* REQUIRED ACTION *
Copy out each line containing "module" from the entries below.

(RECORDS FOR THIS TASK begins)

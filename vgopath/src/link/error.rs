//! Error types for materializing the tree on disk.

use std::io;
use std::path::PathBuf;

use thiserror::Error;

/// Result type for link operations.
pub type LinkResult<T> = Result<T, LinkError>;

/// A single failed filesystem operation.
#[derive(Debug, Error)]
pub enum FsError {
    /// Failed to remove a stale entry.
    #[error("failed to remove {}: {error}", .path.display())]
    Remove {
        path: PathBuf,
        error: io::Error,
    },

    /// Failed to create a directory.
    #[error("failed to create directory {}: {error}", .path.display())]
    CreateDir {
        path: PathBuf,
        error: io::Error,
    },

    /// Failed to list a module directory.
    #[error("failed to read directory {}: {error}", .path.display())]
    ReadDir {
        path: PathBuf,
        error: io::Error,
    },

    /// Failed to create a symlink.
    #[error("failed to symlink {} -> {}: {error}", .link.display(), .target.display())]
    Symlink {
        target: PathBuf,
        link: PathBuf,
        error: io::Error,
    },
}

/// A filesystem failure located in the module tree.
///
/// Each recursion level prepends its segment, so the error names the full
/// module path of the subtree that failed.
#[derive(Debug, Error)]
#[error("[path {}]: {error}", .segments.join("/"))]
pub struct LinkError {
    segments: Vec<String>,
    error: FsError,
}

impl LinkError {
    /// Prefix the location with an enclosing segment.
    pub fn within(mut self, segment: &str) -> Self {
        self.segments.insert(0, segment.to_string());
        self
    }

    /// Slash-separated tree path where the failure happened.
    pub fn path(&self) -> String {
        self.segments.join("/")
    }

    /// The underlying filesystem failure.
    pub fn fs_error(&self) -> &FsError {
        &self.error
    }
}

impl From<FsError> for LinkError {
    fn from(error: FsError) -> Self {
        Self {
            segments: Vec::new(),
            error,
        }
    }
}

(RECORDS FOR THIS TASK ends)

* RESPONSE BOX *
    /// Failed to list a module directory.
/// A filesystem failure located in the module tree.
/// module path of the subtree that failed.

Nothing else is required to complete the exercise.